Like many beginning gardeners, I was initially attracted by easy, “do it all” solutions. I soon learned that there are no such things, but that was after I bought a can of “wildflowers for shade.” I sprinkled the seeds into an impossible spot between a big maple, our back wall, and the neighbor’s boundary fence. (The great thing about these seed cans is that there is no indoor-starting, soaking, stratification or any of that geeky seed stuff. They are just assumed to work if directly sown, no matter what they are.)
(with the gallium, hellebore, and a few other things)
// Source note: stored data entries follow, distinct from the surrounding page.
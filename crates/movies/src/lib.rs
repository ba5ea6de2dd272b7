pub mod commands;
pub mod config;
pub mod error;
pub mod poster;
pub mod render;
pub mod settings;
pub mod state;

pub use config::Config;
pub use error::AppError;
pub use poster::{PosterError, PosterService};
pub use settings::{Settings, SettingsError, SettingsService, SortOrder};
pub use state::AppState;

pub type Result<T> = std::result::Result<T, AppError>;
Eventually a few plants came up, but I only remember the hesperis matronalis (Dame’s Rocket), a known thug around here that did not survive for long. The sole plant that remains, eighteen years after I sprinkled those seeds, is anemone canadensis, which, at first, I took for some kind of geranium (cranesbill), but eventually looked up and found its true identity. For a while, it stayed where it was sown, putting up a discreet clump every year. It got sick of its admittedly cruddy, northeast-facing position though, and, over the last five years, has sidled around the tree trunk and is now westward bound. The anemone is duking it out with a huge hellebore clump and rampant gallium odoratum (sweet woodruff) that has long held this space. And it’s more than holding its own—even against the gallium!
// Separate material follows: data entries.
//! Plain-text rendering of the movie list and detail views.

use std::fmt::Write;

use tmdb::{Movie, MovieDetails, PaginatedResponse};

/// Placeholder shown for fields the API left absent or empty.
pub const DATA_UNAVAILABLE: &str = "Data unavailable";

fn value_or_unavailable(value: Option<&str>) -> &str {
    match value {
        Some(v) if !v.is_empty() => v,
        _ => DATA_UNAVAILABLE,
    }
}

fn number_or_unavailable<N: ToString>(value: Option<N>) -> String {
    value
        .map(|n| n.to_string())
        .unwrap_or_else(|| DATA_UNAVAILABLE.to_string())
}

fn list_or_unavailable(items: Vec<String>) -> String {
    if items.is_empty() {
        DATA_UNAVAILABLE.to_string()
    } else {
        items.join(", ")
    }
}

/// Render one line per movie plus a paging footer.
pub fn render_movie_list(response: &PaginatedResponse<Movie>) -> String {
    let mut out = String::new();
    if response.results.is_empty() {
        out.push_str("No movies found.\n");
    }
    for movie in &response.results {
        let _ = writeln!(
            out,
            "{:>8}  {:>4.1}  {}",
            movie.id, movie.vote_average, movie.title
        );
    }
    let _ = write!(
        out,
        "Page {} of {} ({} movies)",
        response.page, response.total_pages, response.total_results
    );
    out
}

/// Render every field the detail view shows, falling back to the
/// placeholder for absent or empty values.
pub fn render_movie_details(details: &MovieDetails) -> String {
    let mut out = String::new();
    let mut line = |label: &str, value: String| {
        let _ = writeln!(out, "{:<22}{}", format!("{}:", label), value);
    };

    line("Title", details.title.clone());
    line(
        "Tagline",
        value_or_unavailable(details.tagline.as_deref()).to_string(),
    );
    line(
        "Overview",
        value_or_unavailable(Some(&details.overview)).to_string(),
    );
    line("Original title", details.original_title.clone());
    line(
        "Original language",
        value_or_unavailable(Some(&details.original_language)).to_string(),
    );
    line(
        "Release date",
        value_or_unavailable(details.release_date.as_deref()).to_string(),
    );
    line("Runtime", number_or_unavailable(details.runtime));
    line(
        "Status",
        value_or_unavailable(details.status.as_deref()).to_string(),
    );
    line(
        "Adult",
        if details.adult { "yes" } else { "no" }.to_string(),
    );
    line("Budget", number_or_unavailable(details.budget));
    line("Revenue", number_or_unavailable(details.revenue));
    line("Popularity", details.popularity.to_string());
    line("Vote average", details.vote_average.to_string());
    line("Vote count", details.vote_count.to_string());
    line(
        "Genres",
        list_or_unavailable(details.genres.iter().map(|g| g.name.clone()).collect()),
    );
    line(
        "Production companies",
        list_or_unavailable(
            details
                .production_companies
                .iter()
                .map(|c| c.name.clone())
                .collect(),
        ),
    );
    line(
        "Production countries",
        list_or_unavailable(
            details
                .production_countries
                .iter()
                .map(|c| c.name.clone())
                .collect(),
        ),
    );
    line(
        "Spoken languages",
        list_or_unavailable(
            details
                .spoken_languages
                .iter()
                .map(|l| l.name.clone())
                .collect(),
        ),
    );
    line(
        "Homepage",
        value_or_unavailable(details.homepage.as_deref()).to_string(),
    );
    line(
        "Poster",
        details.poster_url().unwrap_or_else(|| DATA_UNAVAILABLE.to_string()),
    );
    line(
        "Backdrop",
        details
            .backdrop_url()
            .unwrap_or_else(|| DATA_UNAVAILABLE.to_string()),
    );
    out
}

#[cfg(test)]
mod tests {
    use super::*;
    use tmdb::{Genre, PaginatedResponse, SpokenLanguage};

    fn movie(id: i64, title: &str, vote_average: f64) -> Movie {
        Movie {
            id,
            title: title.to_string(),
            original_title: title.to_string(),
            overview: "Overview.".to_string(),
            poster_path: None,
            backdrop_path: None,
            release_date: Some("2016-02-09".to_string()),
            vote_average,
            vote_count: 100,
            popularity: 10.0,
            genre_ids: vec![],
            original_language: "en".to_string(),
            adult: false,
            video: false,
        }
    }

    fn details() -> MovieDetails {
        MovieDetails {
            id: 293660,
            title: "Deadpool".to_string(),
            original_title: "Deadpool".to_string(),
            overview: "A former Special Forces operative.".to_string(),
            poster_path: Some("/poster.jpg".to_string()),
            backdrop_path: None,
            release_date: Some("2016-02-09".to_string()),
            vote_average: 7.6,
            vote_count: 10995,
            popularity: 187.9,
            genres: vec![
                Genre {
                    id: 28,
                    name: "Action".to_string(),
                },
                Genre {
                    id: 35,
                    name: "Comedy".to_string(),
                },
            ],
            production_companies: vec![],
            production_countries: vec![],
            spoken_languages: vec![SpokenLanguage {
                iso_639_1: "en".to_string(),
                name: "English".to_string(),
                english_name: None,
            }],
            original_language: "en".to_string(),
            adult: false,
            video: false,
            runtime: Some(108),
            status: Some("Released".to_string()),
            tagline: None,
            budget: Some(58000000),
            revenue: None,
            imdb_id: None,
            homepage: None,
        }
    }

    #[test]
    fn test_list_renders_one_line_per_movie() {
        let response = PaginatedResponse {
            page: 1,
            results: vec![movie(1, "First", 8.0), movie(2, "Second", 6.5)],
            total_pages: 3,
            total_results: 60,
        };

        let rendered = render_movie_list(&response);
        let lines: Vec<&str> = rendered.lines().collect();

        assert_eq!(lines.len(), 3);
        assert!(lines[0].contains("First"));
        assert!(lines[1].contains("Second"));
        assert_eq!(lines[2], "Page 1 of 3 (60 movies)");
    }

    #[test]
    fn test_empty_list_renders_notice() {
        let response = PaginatedResponse {
            page: 1,
            results: Vec::<Movie>::new(),
            total_pages: 1,
            total_results: 0,
        };

        let rendered = render_movie_list(&response);
        assert!(rendered.starts_with("No movies found."));
    }

    #[test]
    fn test_details_present_fields_are_shown() {
        let rendered = render_movie_details(&details());

        assert!(rendered.contains("Deadpool"));
        assert!(rendered.contains("108"));
        assert!(rendered.contains("58000000"));
        assert!(rendered.contains("Action, Comedy"));
        assert!(rendered.contains("English"));
        assert!(rendered.contains("http://image.tmdb.org/t/p/w185/poster.jpg"));
    }

    #[test]
    fn test_details_absent_fields_render_placeholder() {
        let rendered = render_movie_details(&details());

        for line in rendered.lines() {
            if line.starts_with("Tagline")
                || line.starts_with("Revenue")
                || line.starts_with("Homepage")
                || line.starts_with("Production companies")
                || line.starts_with("Backdrop")
            {
                assert!(line.contains(DATA_UNAVAILABLE), "line: {line}");
            }
        }
    }

    fn field_value(rendered: &str, label: &str) -> String {
        let prefix = format!("{}:", label);
        rendered
            .lines()
            .find(|l| l.starts_with(&prefix))
            .map(|l| l[prefix.len()..].trim().to_string())
            .unwrap_or_default()
    }

    #[test]
    fn test_adult_renders_yes_no() {
        let mut d = details();
        assert_eq!(field_value(&render_movie_details(&d), "Adult"), "no");
        d.adult = true;
        assert_eq!(field_value(&render_movie_details(&d), "Adult"), "yes");
    }
}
This is a native plant that is found in a pretty wide distribution throughout the Northeast and Midwest, in spite of having Canada in its name. (They have it there too.) It laughs at shade and doesn’t requite nearly as much moisture as its descriptions suggest.
I know that Canada is looking pretty good to many of us these days. I wouldn’t go so far as to consider emigration, but I do welcome this indigenous product to my garden.